--- Your assignment ---
Exactly as they appear, set down all of the records.

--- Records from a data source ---
****
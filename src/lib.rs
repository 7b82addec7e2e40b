use std::sync::Arc;

use actix_web::web;

pub mod config;
pub mod database;
pub mod error;
pub mod handlers;
pub mod middleware;
pub mod routes;
pub mod services;

pub use config::Config;
use database::repositories::{AttendanceStore, EmployeeStore, ScheduleStore};
use services::{
    CachedScheduleStore, ClockService, HoursPolicy, Notifier, OvertimeService, ZonedClock,
};

/// The services handlers run against, wired once per process.
#[derive(Clone)]
pub struct AppState {
    pub clock_service: ClockService,
    pub overtime_service: OvertimeService,
    /// Schedule writers call [`AppState::schedule_changed`] through this handle.
    pub schedule_cache: Arc<CachedScheduleStore>,
}

impl AppState {
    /// Builds both services over the given stores. Schedule lookups go
    /// through a TTL cache.
    pub fn new(
        config: &Config,
        employees: Arc<dyn EmployeeStore>,
        schedules: Arc<dyn ScheduleStore>,
        attendance: Arc<dyn AttendanceStore>,
        notifier: Arc<dyn Notifier>,
    ) -> Self {
        let clock = ZonedClock::new(config.time_zone);
        let policy = HoursPolicy::from_config(config);
        let schedule_cache = Arc::new(CachedScheduleStore::new(
            schedules,
            config.schedule_cache_ttl_secs,
        ));
        let schedules: Arc<dyn ScheduleStore> = schedule_cache.clone();

        Self {
            clock_service: ClockService::new(
                employees,
                schedules,
                attendance.clone(),
                notifier.clone(),
                clock,
                policy,
            ),
            overtime_service: OvertimeService::new(attendance, notifier, clock, policy),
            schedule_cache,
        }
    }

    /// Drops the cached schedule for a role and department so the next
    /// clock action reads the stored one.
    pub async fn schedule_changed(&self, role: &str, department_id: i64) {
        self.schedule_cache.invalidate(role, department_id).await;
    }

    /// Registers the services, the JSON body config and every route.
    pub fn configure(&self, cfg: &mut web::ServiceConfig) {
        cfg.app_data(web::Data::new(self.clock_service.clone()))
            .app_data(web::Data::new(self.overtime_service.clone()))
            .app_data(routes::json_config())
            .configure(routes::configure);
    }
}
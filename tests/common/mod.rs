#![allow(dead_code)]

use std::sync::Arc;

use chrono::{DateTime, NaiveDate, NaiveTime, TimeZone, Utc};
use chrono_tz::Asia::Manila;

use timekeeping::AppState;
use timekeeping::config::Config;
use timekeeping::database::memory::InMemoryStore;
use timekeeping::database::models::{Employee, Schedule, ScheduleType};
use timekeeping::services::{
    BroadcastNotifier, ClockService, HoursPolicy, OvertimeService, ZonedClock,
};

pub const EMPLOYEE_ID: i64 = 1;
pub const ROLE: &str = "AGENT";
pub const DEPARTMENT_ID: i64 = 10;

pub fn setup_test_env() {
    let _ = env_logger::builder().is_test(true).try_init();
}

pub fn hm(hour: u32, minute: u32) -> NaiveTime {
    NaiveTime::from_hms_opt(hour, minute, 0).unwrap()
}

/// The calendar day most tests clock on, a Monday.
pub fn work_day() -> NaiveDate {
    NaiveDate::from_ymd_opt(2024, 5, 6).unwrap()
}

/// Manila wall-clock time on [`work_day`] as a UTC instant.
pub fn manila(hour: u32, minute: u32) -> DateTime<Utc> {
    Manila
        .with_ymd_and_hms(2024, 5, 6, hour, minute, 0)
        .unwrap()
        .with_timezone(&Utc)
}

/// FIXED 08:00-17:00 with a 12:00-13:00 lunch window and no overtime.
pub fn fixed_schedule() -> Schedule {
    Schedule {
        id: 1,
        role: ROLE.to_string(),
        department_id: DEPARTMENT_ID,
        schedule_type: ScheduleType::Fixed,
        start_time: hm(8, 0),
        end_time: hm(17, 0),
        start_time_limit: None,
        lunch_start_time: Some(hm(12, 0)),
        lunch_end_time: Some(hm(13, 0)),
        allowed_overtime: false,
        limit_work_hours_day: None,
    }
}

/// FLEXI 07:00-19:00 that must be started by 10:00.
pub fn flexi_schedule() -> Schedule {
    Schedule {
        schedule_type: ScheduleType::Flexi,
        start_time: hm(7, 0),
        end_time: hm(19, 0),
        start_time_limit: Some(hm(10, 0)),
        lunch_start_time: None,
        lunch_end_time: None,
        ..fixed_schedule()
    }
}

pub fn super_flexi_schedule() -> Schedule {
    Schedule {
        schedule_type: ScheduleType::SuperFlexi,
        start_time_limit: Some(hm(9, 0)),
        ..flexi_schedule()
    }
}

pub fn assigned_employee(id: i64) -> Employee {
    Employee {
        id,
        role: Some(ROLE.to_string()),
        department_id: Some(DEPARTMENT_ID),
        is_active: false,
    }
}

pub struct TestContext {
    pub config: Config,
    pub store: Arc<InMemoryStore>,
    pub notifier: Arc<BroadcastNotifier>,
    pub clock: ClockService,
    pub overtime: OvertimeService,
}

impl TestContext {
    /// One assigned employee ([`EMPLOYEE_ID`]) working `schedule`. The
    /// services read the store directly, so schedule edits apply at once.
    pub async fn new(schedule: Schedule) -> Self {
        setup_test_env();

        let config = Config::test_config();
        let store = Arc::new(InMemoryStore::new());
        let notifier = Arc::new(BroadcastNotifier::default());

        store.insert_employee(assigned_employee(EMPLOYEE_ID)).await;
        store.insert_schedule(schedule).await.unwrap();

        let zoned = ZonedClock::new(config.time_zone);
        let policy = HoursPolicy::from_config(&config);
        let clock = ClockService::new(
            store.clone(),
            store.clone(),
            store.clone(),
            notifier.clone(),
            zoned,
            policy,
        );
        let overtime = OvertimeService::new(store.clone(), notifier.clone(), zoned, policy);

        Self {
            config,
            store,
            notifier,
            clock,
            overtime,
        }
    }

    /// Fully wired state over the same store, as the server builds it.
    pub fn app_state(&self) -> AppState {
        AppState::new(
            &self.config,
            self.store.clone(),
            self.store.clone(),
            self.store.clone(),
            self.notifier.clone(),
        )
    }
}
pub mod request_id;
pub mod request_info;

pub use request_id::{CORRELATION_ID_HEADER, CorrelationId, RequestIdExt, RequestIdMiddleware};
pub use request_info::RequestInfo;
****
--- Exercise solution ---
filename src/lib.rs
repository 7b82addec7e2e40b
use std::sync::Arc;

use actix_web::web;

pub mod config;
pub mod database;
pub mod error;
pub mod handlers;
pub mod middleware;
pub mod routes;
pub mod services;

pub use config::Config;
use database::repositories::{AttendanceStore, EmployeeStore, ScheduleStore};
use services::{
    CachedScheduleStore, ClockService, HoursPolicy, Notifier, OvertimeService, ZonedClock,
};

/// The services handlers run against, wired once per process.
#[derive(Clone)]
pub struct AppState {
    pub clock_service: ClockService,
    pub overtime_service: OvertimeService,
    /// Schedule writers call [`AppState::schedule_changed`] through this handle.
    pub schedule_cache: Arc<CachedScheduleStore>,
}

impl AppState {
    /// Builds both services over the given stores. Schedule lookups go
    /// through a TTL cache.
    pub fn new(
        config: &Config,
        employees: Arc<dyn EmployeeStore>,
        schedules: Arc<dyn ScheduleStore>,
        attendance: Arc<dyn AttendanceStore>,
        notifier: Arc<dyn Notifier>,
    ) -> Self {
        let clock = ZonedClock::new(config.time_zone);
        let policy = HoursPolicy::from_config(config);
        let schedule_cache = Arc::new(CachedScheduleStore::new(
            schedules,
            config.schedule_cache_ttl_secs,
        ));
        let schedules: Arc<dyn ScheduleStore> = schedule_cache.clone();

        Self {
            clock_service: ClockService::new(
                employees,
                schedules,
                attendance.clone(),
                notifier.clone(),
                clock,
                policy,
            ),
            overtime_service: OvertimeService::new(attendance, notifier, clock, policy),
            schedule_cache,
        }
    }

    /// Drops the cached schedule for a role and department so the next
    /// clock action reads the stored one.
    pub async fn schedule_changed(&self, role: &str, department_id: i64) {
        self.schedule_cache.invalidate(role, department_id).await;
    }

    /// Registers the services, the JSON body config and every route.
    pub fn configure(&self, cfg: &mut web::ServiceConfig) {
        cfg.app_data(web::Data::new(self.clock_service.clone()))
            .app_data(web::Data::new(self.overtime_service.clone()))
            .app_data(routes::json_config())
            .configure(routes::configure);
    }
}
filename tests/common/mod.rs
#![allow(dead_code)]

use std::sync::Arc;

use chrono::{DateTime, NaiveDate, NaiveTime, TimeZone, Utc};
use chrono_tz::Asia::Manila;

use timekeeping::AppState;
use timekeeping::config::Config;
use timekeeping::database::memory::InMemoryStore;
use timekeeping::database::models::{Employee, Schedule, ScheduleType};
use timekeeping::services::{
    BroadcastNotifier, ClockService, HoursPolicy, OvertimeService, ZonedClock,
};

pub const EMPLOYEE_ID: i64 = 1;
pub const ROLE: &str = "AGENT";
pub const DEPARTMENT_ID: i64 = 10;

pub fn setup_test_env() {
    let _ = env_logger::builder().is_test(true).try_init();
}

pub fn hm(hour: u32, minute: u32) -> NaiveTime {
    NaiveTime::from_hms_opt(hour, minute, 0).unwrap()
}

/// The calendar day most tests clock on, a Monday.
pub fn work_day() -> NaiveDate {
    NaiveDate::from_ymd_opt(2024, 5, 6).unwrap()
}

/// Manila wall-clock time on [`work_day`] as a UTC instant.
pub fn manila(hour: u32, minute: u32) -> DateTime<Utc> {
    Manila
        .with_ymd_and_hms(2024, 5, 6, hour, minute, 0)
        .unwrap()
        .with_timezone(&Utc)
}

/// FIXED 08:00-17:00 with a 12:00-13:00 lunch window and no overtime.
pub fn fixed_schedule() -> Schedule {
    Schedule {
        id: 1,
        role: ROLE.to_string(),
        department_id: DEPARTMENT_ID,
        schedule_type: ScheduleType::Fixed,
        start_time: hm(8, 0),
        end_time: hm(17, 0),
        start_time_limit: None,
        lunch_start_time: Some(hm(12, 0)),
        lunch_end_time: Some(hm(13, 0)),
        allowed_overtime: false,
        limit_work_hours_day: None,
    }
}

/// FLEXI 07:00-19:00 that must be started by 10:00.
pub fn flexi_schedule() -> Schedule {
    Schedule {
        schedule_type: ScheduleType::Flexi,
        start_time: hm(7, 0),
        end_time: hm(19, 0),
        start_time_limit: Some(hm(10, 0)),
        lunch_start_time: None,
        lunch_end_time: None,
        ..fixed_schedule()
    }
}

pub fn super_flexi_schedule() -> Schedule {
    Schedule {
        schedule_type: ScheduleType::SuperFlexi,
        start_time_limit: Some(hm(9, 0)),
        ..flexi_schedule()
    }
}

pub fn assigned_employee(id: i64) -> Employee {
    Employee {
        id,
        role: Some(ROLE.to_string()),
        department_id: Some(DEPARTMENT_ID),
        is_active: false,
    }
}

pub struct TestContext {
    pub config: Config,
    pub store: Arc<InMemoryStore>,
    pub notifier: Arc<BroadcastNotifier>,
    pub clock: ClockService,
    pub overtime: OvertimeService,
}

impl TestContext {
    /// One assigned employee ([`EMPLOYEE_ID`]) working `schedule`. The
    /// services read the store directly, so schedule edits apply at once.
    pub async fn new(schedule: Schedule) -> Self {
        setup_test_env();

        let config = Config::test_config();
        let store = Arc::new(InMemoryStore::new());
        let notifier = Arc::new(BroadcastNotifier::default());

        store.insert_employee(assigned_employee(EMPLOYEE_ID)).await;
        store.insert_schedule(schedule).await.unwrap();

        let zoned = ZonedClock::new(config.time_zone);
        let policy = HoursPolicy::from_config(&config);
        let clock = ClockService::new(
            store.clone(),
            store.clone(),
            store.clone(),
            notifier.clone(),
            zoned,
            policy,
        );
        let overtime = OvertimeService::new(store.clone(), notifier.clone(), zoned, policy);

        Self {
            config,
            store,
            notifier,
            clock,
            overtime,
        }
    }

    /// Fully wired state over the same store, as the server builds it.
    pub fn app_state(&self) -> AppState {
        AppState::new(
            &self.config,
            self.store.clone(),
            self.store.clone(),
            self.store.clone(),
            self.notifier.clone(),
        )
    }
}
pub mod request_id;
pub mod request_info;

pub use request_id::{CORRELATION_ID_HEADER, CorrelationId, RequestIdExt, RequestIdMiddleware};
pub use request_info::RequestInfo;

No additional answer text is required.